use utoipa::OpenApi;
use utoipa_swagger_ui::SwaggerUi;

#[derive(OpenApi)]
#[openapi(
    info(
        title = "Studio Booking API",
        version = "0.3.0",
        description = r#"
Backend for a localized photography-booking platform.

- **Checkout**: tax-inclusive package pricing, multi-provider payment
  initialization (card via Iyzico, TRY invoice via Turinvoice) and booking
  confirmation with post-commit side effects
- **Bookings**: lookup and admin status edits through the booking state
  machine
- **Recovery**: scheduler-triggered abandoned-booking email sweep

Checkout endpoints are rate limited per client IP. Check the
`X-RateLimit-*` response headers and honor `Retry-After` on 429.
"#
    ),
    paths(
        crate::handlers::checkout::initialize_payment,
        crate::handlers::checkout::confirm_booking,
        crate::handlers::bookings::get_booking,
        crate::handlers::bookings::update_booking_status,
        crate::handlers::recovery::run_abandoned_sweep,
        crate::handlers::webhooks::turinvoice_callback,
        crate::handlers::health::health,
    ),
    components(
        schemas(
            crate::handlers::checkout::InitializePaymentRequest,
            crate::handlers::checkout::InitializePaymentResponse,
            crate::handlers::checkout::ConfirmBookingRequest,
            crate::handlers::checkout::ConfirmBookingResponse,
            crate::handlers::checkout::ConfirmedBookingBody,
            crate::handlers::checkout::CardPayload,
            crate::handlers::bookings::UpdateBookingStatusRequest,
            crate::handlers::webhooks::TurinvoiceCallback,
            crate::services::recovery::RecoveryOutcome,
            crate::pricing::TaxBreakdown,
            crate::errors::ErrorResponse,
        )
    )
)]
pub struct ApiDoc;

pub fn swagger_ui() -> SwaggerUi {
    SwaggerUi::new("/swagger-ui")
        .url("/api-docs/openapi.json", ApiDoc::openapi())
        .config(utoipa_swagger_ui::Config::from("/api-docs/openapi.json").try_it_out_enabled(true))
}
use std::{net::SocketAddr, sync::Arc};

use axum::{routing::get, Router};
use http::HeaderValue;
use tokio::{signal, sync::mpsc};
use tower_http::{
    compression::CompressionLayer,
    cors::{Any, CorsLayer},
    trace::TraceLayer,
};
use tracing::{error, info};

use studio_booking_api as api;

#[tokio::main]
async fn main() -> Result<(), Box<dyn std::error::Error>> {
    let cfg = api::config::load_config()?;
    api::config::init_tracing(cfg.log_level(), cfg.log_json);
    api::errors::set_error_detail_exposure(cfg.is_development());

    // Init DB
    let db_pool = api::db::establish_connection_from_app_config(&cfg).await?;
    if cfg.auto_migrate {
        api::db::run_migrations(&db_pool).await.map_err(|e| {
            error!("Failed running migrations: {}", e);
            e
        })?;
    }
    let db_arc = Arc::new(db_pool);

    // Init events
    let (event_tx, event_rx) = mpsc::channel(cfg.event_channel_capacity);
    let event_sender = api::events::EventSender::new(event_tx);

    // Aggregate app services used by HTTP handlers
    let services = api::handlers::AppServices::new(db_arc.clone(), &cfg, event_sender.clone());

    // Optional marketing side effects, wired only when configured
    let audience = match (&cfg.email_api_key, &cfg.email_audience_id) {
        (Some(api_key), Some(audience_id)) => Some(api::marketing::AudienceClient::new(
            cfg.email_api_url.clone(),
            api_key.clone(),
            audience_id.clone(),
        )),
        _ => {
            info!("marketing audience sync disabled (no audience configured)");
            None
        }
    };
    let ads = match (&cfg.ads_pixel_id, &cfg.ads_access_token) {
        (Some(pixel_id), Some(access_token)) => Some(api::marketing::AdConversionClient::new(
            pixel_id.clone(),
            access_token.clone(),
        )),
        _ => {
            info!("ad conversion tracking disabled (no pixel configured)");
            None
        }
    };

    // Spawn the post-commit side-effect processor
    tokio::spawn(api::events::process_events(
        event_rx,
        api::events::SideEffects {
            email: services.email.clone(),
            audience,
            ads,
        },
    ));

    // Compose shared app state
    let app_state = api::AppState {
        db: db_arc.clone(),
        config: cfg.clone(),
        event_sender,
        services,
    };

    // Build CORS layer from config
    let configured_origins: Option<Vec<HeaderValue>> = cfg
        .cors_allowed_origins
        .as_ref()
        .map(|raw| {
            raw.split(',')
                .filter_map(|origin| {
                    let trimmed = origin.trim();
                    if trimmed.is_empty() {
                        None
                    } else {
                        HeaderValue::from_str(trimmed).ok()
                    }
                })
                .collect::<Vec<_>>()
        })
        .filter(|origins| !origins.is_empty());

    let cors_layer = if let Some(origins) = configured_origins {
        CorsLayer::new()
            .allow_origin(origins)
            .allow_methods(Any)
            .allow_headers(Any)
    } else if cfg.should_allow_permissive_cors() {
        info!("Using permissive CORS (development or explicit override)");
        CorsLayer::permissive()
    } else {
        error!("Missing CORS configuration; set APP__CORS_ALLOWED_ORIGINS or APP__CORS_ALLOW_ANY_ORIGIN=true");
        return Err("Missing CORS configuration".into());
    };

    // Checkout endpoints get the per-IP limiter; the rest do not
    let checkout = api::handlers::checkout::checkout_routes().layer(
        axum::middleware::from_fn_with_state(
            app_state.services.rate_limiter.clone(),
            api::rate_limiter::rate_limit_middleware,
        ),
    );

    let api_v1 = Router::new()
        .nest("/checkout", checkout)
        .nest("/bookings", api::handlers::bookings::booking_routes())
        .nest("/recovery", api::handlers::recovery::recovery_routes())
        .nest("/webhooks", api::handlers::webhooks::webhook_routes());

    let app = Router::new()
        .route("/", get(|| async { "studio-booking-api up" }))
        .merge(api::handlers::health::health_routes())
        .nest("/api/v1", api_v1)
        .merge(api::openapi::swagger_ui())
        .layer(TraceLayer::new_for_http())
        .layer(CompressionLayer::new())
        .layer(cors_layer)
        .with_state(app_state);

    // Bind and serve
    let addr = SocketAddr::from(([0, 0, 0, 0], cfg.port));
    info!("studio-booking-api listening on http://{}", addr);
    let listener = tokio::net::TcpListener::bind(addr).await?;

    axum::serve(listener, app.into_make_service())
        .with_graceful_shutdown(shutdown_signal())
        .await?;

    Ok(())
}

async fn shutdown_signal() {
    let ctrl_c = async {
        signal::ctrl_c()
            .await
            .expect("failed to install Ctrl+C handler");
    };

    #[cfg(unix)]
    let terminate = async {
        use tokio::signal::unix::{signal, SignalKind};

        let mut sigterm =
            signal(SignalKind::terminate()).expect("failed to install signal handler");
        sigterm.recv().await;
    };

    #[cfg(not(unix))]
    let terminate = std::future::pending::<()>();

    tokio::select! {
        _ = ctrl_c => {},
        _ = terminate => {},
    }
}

-*-*-

An exact, complete copy of the lines above from the one with "axum::serve(listener, app.into_make_service())" through the one with "#[cfg(unix)]" is the whole answer.

ANSWER SPACE
    axum::serve(listener, app.into_make_service())
        .with_graceful_shutdown(shutdown_signal())
        .await?;

    Ok(())
}

async fn shutdown_signal() {
    let ctrl_c = async {
        signal::ctrl_c()
            .await
            .expect("failed to install Ctrl+C handler");
    };

    #[cfg(unix)]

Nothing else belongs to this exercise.